RECORDS PROVIDED START

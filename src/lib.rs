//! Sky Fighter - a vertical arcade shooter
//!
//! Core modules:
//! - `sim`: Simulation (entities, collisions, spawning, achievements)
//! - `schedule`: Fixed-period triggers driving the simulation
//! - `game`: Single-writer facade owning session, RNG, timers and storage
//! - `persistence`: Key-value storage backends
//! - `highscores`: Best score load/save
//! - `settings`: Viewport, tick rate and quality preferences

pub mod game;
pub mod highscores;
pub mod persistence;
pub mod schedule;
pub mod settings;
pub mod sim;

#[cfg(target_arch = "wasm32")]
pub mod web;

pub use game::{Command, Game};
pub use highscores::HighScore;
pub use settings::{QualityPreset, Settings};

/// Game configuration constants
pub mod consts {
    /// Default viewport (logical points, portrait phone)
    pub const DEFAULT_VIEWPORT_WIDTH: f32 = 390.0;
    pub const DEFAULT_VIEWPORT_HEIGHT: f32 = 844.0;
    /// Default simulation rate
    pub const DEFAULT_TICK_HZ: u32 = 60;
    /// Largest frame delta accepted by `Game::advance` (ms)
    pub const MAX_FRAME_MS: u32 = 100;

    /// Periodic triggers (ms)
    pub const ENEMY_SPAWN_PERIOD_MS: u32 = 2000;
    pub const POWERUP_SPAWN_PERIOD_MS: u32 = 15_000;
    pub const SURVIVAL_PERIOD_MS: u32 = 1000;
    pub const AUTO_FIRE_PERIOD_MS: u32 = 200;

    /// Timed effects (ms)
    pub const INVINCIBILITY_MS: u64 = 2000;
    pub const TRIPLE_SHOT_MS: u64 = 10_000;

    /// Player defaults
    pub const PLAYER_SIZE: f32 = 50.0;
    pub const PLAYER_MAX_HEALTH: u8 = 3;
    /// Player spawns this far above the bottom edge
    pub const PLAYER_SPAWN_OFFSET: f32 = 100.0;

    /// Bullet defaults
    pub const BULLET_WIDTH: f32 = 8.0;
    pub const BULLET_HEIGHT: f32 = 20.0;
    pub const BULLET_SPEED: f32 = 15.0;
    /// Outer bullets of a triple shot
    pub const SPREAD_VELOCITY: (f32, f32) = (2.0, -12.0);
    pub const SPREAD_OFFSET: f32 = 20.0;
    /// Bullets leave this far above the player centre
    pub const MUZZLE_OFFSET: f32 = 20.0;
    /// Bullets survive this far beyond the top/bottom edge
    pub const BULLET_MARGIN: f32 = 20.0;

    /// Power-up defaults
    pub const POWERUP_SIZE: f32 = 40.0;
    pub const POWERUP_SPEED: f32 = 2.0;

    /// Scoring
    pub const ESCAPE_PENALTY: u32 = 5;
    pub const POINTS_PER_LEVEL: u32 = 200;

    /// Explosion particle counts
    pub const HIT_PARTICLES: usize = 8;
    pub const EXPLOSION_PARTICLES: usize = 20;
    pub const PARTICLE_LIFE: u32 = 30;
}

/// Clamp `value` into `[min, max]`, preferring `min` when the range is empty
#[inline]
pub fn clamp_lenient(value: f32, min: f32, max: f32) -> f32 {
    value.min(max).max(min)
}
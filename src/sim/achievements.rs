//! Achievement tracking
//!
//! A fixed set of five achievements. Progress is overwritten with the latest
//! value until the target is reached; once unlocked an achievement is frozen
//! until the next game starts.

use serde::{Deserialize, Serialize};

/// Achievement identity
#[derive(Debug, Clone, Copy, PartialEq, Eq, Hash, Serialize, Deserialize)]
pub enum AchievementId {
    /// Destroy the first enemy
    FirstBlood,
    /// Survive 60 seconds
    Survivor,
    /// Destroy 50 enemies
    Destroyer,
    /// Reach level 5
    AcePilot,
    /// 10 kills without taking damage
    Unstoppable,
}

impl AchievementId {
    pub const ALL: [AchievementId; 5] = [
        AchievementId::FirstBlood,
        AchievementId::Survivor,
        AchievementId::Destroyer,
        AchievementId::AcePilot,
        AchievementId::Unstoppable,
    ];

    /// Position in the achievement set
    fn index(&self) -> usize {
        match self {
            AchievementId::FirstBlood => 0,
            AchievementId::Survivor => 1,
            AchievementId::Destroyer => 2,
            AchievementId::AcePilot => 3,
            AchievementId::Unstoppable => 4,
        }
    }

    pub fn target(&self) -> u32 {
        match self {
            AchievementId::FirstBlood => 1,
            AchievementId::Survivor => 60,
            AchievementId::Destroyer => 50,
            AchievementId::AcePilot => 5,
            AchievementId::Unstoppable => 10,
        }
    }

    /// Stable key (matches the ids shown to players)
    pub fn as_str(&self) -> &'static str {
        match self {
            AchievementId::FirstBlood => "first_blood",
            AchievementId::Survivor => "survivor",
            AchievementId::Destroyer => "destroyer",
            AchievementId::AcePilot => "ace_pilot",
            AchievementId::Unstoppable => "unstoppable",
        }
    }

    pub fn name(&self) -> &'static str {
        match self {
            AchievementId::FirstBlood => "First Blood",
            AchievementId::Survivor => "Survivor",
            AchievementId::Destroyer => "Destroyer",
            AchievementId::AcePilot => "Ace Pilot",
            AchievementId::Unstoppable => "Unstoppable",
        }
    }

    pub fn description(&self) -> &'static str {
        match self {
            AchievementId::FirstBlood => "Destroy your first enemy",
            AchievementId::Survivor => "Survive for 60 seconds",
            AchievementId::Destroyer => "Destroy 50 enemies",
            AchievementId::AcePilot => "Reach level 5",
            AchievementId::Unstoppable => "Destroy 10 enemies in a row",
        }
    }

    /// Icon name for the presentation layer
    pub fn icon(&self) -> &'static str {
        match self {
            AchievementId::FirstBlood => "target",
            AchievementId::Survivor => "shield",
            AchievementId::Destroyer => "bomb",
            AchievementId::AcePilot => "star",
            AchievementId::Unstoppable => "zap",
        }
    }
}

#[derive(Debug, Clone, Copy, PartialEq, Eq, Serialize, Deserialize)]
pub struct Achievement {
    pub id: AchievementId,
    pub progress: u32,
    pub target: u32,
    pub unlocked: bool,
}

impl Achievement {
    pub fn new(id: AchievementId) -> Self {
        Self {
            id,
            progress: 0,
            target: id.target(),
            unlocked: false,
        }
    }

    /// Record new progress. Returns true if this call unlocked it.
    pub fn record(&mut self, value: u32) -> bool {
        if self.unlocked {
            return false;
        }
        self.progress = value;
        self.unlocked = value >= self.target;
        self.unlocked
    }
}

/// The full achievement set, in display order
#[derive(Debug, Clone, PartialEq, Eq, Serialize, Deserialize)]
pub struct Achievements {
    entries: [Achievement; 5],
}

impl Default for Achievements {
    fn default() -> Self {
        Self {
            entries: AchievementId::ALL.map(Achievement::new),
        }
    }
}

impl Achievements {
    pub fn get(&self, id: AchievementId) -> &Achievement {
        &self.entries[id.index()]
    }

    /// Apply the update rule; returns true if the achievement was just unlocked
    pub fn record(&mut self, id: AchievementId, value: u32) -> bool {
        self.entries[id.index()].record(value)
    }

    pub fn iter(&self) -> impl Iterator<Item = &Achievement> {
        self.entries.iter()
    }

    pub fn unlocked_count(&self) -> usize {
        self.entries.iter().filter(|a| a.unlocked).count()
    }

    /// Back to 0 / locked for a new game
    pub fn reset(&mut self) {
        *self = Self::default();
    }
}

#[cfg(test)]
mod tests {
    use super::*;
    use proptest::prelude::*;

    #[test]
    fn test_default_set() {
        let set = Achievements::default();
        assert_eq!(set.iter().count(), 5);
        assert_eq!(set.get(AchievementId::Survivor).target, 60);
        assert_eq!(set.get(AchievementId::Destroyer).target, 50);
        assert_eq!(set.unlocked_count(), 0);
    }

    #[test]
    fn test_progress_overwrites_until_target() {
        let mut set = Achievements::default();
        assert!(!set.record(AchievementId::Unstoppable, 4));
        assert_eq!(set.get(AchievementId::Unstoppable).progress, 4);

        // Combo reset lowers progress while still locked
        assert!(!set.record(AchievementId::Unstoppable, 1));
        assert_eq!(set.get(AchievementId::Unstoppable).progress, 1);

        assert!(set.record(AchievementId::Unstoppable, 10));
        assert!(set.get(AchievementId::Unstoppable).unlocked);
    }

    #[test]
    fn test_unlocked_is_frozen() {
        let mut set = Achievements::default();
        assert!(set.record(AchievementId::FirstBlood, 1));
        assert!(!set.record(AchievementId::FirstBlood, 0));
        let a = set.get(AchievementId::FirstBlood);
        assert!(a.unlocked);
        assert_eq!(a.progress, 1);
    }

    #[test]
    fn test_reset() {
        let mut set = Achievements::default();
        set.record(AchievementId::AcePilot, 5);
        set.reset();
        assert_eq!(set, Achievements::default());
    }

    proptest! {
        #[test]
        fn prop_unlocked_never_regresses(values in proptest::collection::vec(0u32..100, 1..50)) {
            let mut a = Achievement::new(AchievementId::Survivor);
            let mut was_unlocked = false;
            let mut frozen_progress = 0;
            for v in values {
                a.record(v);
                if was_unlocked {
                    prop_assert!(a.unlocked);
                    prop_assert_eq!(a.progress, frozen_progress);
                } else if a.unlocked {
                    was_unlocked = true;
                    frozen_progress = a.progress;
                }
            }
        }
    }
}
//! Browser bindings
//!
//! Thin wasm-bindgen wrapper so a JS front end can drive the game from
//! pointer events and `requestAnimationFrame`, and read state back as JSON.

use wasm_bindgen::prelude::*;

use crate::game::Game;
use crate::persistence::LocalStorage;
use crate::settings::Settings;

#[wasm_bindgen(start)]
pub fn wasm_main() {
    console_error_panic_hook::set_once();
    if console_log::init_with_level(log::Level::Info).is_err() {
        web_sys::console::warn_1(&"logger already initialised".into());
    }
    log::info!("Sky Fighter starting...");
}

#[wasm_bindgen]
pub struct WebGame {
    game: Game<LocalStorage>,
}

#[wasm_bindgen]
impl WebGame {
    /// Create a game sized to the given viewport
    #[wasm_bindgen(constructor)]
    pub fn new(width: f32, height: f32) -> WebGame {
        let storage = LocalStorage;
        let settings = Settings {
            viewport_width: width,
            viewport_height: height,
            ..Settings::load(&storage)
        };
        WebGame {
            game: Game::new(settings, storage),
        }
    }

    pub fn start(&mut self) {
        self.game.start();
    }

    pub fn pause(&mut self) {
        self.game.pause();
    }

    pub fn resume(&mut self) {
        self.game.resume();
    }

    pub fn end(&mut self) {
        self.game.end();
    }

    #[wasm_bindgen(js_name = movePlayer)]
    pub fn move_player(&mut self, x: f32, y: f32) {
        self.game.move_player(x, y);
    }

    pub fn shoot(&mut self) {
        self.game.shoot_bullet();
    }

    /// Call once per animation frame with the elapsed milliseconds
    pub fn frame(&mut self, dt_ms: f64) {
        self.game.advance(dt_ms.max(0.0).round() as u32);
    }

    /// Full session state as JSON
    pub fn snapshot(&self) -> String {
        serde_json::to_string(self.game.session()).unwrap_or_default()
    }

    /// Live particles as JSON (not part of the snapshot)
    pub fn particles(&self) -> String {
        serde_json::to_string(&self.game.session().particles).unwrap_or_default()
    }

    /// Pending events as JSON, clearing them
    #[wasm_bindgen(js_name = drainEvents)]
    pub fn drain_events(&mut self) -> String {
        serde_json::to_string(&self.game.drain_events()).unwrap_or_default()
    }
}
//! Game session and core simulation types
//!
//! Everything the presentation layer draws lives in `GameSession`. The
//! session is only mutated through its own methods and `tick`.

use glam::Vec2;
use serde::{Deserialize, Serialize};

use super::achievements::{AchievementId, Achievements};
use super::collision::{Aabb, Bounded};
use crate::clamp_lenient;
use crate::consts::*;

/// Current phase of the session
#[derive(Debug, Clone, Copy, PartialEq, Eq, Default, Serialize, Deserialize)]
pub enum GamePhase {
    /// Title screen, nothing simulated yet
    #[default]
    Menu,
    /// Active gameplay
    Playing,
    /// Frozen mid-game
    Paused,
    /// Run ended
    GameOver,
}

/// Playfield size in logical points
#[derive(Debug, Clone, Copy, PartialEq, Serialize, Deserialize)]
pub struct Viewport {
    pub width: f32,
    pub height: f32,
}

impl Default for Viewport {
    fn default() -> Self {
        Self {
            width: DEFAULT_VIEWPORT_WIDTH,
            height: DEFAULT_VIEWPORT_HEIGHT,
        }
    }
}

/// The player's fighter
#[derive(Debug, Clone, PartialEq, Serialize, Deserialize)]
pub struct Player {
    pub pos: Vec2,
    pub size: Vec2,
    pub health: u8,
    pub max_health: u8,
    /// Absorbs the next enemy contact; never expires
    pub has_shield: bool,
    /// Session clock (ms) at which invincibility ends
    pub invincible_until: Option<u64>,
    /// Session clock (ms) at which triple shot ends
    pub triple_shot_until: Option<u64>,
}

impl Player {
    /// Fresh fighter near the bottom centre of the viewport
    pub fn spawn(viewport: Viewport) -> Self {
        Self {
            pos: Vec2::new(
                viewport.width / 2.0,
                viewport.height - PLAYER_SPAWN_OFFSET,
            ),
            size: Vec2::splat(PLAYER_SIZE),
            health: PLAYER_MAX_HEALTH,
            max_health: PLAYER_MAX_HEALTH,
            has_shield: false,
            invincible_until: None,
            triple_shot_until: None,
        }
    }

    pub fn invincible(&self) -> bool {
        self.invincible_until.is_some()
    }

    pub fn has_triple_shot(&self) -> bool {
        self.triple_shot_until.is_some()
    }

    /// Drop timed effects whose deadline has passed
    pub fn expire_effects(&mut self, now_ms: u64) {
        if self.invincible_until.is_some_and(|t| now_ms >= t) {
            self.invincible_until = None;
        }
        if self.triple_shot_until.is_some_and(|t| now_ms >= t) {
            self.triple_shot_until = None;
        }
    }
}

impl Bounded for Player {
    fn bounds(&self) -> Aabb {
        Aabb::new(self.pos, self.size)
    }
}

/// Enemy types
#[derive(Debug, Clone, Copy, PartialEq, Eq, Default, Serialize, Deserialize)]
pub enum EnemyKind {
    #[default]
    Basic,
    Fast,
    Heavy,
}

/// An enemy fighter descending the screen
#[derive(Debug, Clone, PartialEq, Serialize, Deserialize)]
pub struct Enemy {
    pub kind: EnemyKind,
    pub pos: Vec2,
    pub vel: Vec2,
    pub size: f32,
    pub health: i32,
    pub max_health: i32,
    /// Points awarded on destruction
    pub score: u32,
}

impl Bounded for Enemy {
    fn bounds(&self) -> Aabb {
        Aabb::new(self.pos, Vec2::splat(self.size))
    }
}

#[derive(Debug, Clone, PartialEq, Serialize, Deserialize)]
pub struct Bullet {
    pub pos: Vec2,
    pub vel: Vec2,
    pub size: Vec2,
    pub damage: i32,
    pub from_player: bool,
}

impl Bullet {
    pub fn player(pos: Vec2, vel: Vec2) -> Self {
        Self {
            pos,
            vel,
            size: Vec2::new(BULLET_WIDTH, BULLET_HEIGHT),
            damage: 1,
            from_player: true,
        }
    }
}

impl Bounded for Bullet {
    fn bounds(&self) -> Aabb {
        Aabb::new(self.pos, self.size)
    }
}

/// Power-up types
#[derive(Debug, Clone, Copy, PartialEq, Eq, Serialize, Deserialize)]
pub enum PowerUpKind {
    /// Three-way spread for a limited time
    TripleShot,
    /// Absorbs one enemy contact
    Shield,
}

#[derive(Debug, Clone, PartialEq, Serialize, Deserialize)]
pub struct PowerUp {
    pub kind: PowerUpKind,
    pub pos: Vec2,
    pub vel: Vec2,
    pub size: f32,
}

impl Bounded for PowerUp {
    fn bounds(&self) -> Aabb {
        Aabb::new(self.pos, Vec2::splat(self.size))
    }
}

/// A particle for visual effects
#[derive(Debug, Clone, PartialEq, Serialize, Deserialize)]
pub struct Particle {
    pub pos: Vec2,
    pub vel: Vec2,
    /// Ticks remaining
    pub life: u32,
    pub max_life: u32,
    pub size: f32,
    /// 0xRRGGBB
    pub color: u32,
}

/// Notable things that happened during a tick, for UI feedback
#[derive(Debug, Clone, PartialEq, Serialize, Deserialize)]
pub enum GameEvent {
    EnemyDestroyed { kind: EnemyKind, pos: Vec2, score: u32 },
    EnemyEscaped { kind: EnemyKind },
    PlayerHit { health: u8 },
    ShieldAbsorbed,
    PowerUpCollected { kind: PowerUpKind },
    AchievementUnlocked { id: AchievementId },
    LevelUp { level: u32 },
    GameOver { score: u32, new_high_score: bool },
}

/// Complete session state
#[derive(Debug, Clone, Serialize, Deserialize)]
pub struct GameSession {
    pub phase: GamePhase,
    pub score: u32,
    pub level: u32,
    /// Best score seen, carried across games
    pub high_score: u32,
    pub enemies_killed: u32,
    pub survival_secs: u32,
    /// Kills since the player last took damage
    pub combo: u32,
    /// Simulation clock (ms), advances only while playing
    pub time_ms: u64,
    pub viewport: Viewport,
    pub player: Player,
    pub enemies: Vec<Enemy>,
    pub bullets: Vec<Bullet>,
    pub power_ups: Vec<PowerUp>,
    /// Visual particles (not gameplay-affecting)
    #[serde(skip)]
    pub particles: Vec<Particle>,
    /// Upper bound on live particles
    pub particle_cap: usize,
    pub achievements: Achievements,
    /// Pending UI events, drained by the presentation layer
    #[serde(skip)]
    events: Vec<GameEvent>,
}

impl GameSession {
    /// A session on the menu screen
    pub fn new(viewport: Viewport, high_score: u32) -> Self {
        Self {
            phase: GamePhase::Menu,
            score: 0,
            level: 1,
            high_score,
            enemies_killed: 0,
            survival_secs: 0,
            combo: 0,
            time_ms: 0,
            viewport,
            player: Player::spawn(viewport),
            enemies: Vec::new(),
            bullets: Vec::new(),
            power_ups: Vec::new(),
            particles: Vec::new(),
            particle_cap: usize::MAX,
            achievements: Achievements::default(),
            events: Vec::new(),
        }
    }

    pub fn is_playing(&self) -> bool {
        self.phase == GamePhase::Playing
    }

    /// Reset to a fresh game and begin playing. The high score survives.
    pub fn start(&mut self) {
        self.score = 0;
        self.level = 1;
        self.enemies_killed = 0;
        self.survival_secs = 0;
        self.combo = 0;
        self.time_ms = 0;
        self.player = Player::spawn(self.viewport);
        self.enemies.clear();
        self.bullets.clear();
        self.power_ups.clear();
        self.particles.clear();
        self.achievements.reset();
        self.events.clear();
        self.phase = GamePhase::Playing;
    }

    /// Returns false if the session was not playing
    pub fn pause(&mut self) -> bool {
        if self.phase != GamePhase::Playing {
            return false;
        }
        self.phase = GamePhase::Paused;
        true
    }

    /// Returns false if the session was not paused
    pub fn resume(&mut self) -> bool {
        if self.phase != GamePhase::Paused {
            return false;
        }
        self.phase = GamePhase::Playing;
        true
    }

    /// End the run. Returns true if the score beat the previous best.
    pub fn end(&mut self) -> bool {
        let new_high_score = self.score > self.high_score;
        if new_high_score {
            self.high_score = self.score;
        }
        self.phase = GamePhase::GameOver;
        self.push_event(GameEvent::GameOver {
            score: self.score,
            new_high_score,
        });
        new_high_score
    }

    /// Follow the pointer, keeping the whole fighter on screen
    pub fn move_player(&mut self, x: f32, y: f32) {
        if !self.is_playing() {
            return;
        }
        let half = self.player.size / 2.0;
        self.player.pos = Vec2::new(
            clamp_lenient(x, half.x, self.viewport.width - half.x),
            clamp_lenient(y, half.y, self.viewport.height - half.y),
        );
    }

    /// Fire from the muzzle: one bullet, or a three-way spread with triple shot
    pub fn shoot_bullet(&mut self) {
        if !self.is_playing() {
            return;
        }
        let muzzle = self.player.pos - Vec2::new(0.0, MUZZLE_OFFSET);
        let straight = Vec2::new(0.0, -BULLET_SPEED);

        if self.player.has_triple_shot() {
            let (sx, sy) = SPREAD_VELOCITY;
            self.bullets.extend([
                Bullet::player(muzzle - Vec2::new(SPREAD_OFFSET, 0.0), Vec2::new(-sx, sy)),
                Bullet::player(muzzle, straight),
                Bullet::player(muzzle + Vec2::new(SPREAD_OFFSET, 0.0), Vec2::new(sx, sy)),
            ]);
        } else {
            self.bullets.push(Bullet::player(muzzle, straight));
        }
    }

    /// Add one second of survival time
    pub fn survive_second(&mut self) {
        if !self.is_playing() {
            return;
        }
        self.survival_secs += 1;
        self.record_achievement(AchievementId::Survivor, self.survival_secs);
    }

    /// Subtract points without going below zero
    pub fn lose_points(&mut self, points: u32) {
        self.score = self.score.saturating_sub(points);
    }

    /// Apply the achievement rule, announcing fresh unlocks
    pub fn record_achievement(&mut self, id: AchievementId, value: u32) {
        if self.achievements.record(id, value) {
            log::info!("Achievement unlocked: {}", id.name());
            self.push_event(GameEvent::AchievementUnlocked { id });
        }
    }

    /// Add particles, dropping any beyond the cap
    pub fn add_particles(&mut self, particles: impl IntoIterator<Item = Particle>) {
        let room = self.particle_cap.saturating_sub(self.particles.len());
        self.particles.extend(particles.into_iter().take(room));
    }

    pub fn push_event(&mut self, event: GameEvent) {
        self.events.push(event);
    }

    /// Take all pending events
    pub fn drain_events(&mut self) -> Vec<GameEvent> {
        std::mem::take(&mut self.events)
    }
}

RECORDS PROVIDED END

Retype the records above, but only those lines that fall between the line containing "pub fn end(&mut self) ->" and the line containing "fighter on screen", with both of those lines included, exactly as written.

RESPONSE BELOW:
    pub fn end(&mut self) -> bool {
        let new_high_score = self.score > self.high_score;
        if new_high_score {
            self.high_score = self.score;
        }
        self.phase = GamePhase::GameOver;
        self.push_event(GameEvent::GameOver {
            score: self.score,
            new_high_score,
        });
        new_high_score
    }

    /// Follow the pointer, keeping the whole fighter on screen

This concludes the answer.